Restate word for word every line from the top of the data below down through the line that holds "pub struct AppId(String);".

BEGIN

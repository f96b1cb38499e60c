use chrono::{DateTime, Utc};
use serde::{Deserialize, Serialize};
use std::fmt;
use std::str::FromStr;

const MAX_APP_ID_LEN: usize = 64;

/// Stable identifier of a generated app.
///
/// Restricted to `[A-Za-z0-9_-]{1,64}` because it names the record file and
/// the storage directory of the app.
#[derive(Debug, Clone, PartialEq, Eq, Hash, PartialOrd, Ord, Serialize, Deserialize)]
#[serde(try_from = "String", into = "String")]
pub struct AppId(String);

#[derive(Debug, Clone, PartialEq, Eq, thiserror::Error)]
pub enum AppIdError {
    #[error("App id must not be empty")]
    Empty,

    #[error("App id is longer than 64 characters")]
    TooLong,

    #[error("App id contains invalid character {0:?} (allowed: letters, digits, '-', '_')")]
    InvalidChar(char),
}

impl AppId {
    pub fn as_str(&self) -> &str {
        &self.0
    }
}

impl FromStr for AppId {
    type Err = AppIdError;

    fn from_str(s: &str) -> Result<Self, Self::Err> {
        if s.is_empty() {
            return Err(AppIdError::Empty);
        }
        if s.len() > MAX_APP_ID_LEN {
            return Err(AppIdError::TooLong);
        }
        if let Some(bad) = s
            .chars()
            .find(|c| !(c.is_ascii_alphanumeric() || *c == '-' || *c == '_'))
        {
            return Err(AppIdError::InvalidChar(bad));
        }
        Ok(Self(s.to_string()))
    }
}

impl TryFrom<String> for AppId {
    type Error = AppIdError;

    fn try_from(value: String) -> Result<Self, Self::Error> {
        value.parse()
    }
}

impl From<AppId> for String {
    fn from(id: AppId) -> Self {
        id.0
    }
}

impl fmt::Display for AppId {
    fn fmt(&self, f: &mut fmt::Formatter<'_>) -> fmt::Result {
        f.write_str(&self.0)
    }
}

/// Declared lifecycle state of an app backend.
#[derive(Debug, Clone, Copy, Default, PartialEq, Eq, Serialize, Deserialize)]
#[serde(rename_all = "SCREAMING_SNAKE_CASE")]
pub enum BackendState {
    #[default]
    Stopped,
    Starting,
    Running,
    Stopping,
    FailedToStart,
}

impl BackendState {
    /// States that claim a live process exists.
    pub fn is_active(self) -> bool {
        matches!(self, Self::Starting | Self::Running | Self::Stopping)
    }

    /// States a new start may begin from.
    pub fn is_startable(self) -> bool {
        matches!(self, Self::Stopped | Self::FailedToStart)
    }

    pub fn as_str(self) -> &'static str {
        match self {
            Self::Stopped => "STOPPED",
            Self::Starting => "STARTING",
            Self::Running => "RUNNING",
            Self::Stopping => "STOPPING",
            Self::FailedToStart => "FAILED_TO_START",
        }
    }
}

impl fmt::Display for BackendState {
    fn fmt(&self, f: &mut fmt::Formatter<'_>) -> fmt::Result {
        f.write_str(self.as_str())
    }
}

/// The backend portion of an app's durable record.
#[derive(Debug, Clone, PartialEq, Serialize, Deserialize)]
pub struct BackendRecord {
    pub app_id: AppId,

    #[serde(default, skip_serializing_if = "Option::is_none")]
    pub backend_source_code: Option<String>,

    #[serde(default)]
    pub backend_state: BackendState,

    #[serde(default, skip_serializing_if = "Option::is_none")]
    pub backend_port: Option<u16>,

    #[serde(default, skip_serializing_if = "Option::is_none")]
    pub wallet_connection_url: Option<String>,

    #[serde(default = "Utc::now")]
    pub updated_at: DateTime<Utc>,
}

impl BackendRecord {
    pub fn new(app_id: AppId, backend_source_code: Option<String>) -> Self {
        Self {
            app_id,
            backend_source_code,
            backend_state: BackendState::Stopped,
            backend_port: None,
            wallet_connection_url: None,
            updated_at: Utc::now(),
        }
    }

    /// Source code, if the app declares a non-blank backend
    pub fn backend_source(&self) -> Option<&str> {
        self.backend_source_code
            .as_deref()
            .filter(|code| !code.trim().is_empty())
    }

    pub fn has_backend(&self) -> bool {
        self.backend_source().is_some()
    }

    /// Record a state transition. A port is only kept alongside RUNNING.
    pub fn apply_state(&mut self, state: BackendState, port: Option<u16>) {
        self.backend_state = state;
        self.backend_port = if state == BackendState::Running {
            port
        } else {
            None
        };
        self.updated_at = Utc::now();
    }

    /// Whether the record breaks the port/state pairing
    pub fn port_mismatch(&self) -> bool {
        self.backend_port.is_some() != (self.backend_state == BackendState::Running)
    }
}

END

Your solution:
repository f96b1cb38499e60c
use chrono::{DateTime, Utc};
use serde::{Deserialize, Serialize};
use std::fmt;
use std::str::FromStr;

const MAX_APP_ID_LEN: usize = 64;

/// Stable identifier of a generated app.
///
/// Restricted to `[A-Za-z0-9_-]{1,64}` because it names the record file and
/// the storage directory of the app.
#[derive(Debug, Clone, PartialEq, Eq, Hash, PartialOrd, Ord, Serialize, Deserialize)]
#[serde(try_from = "String", into = "String")]
pub struct AppId(String);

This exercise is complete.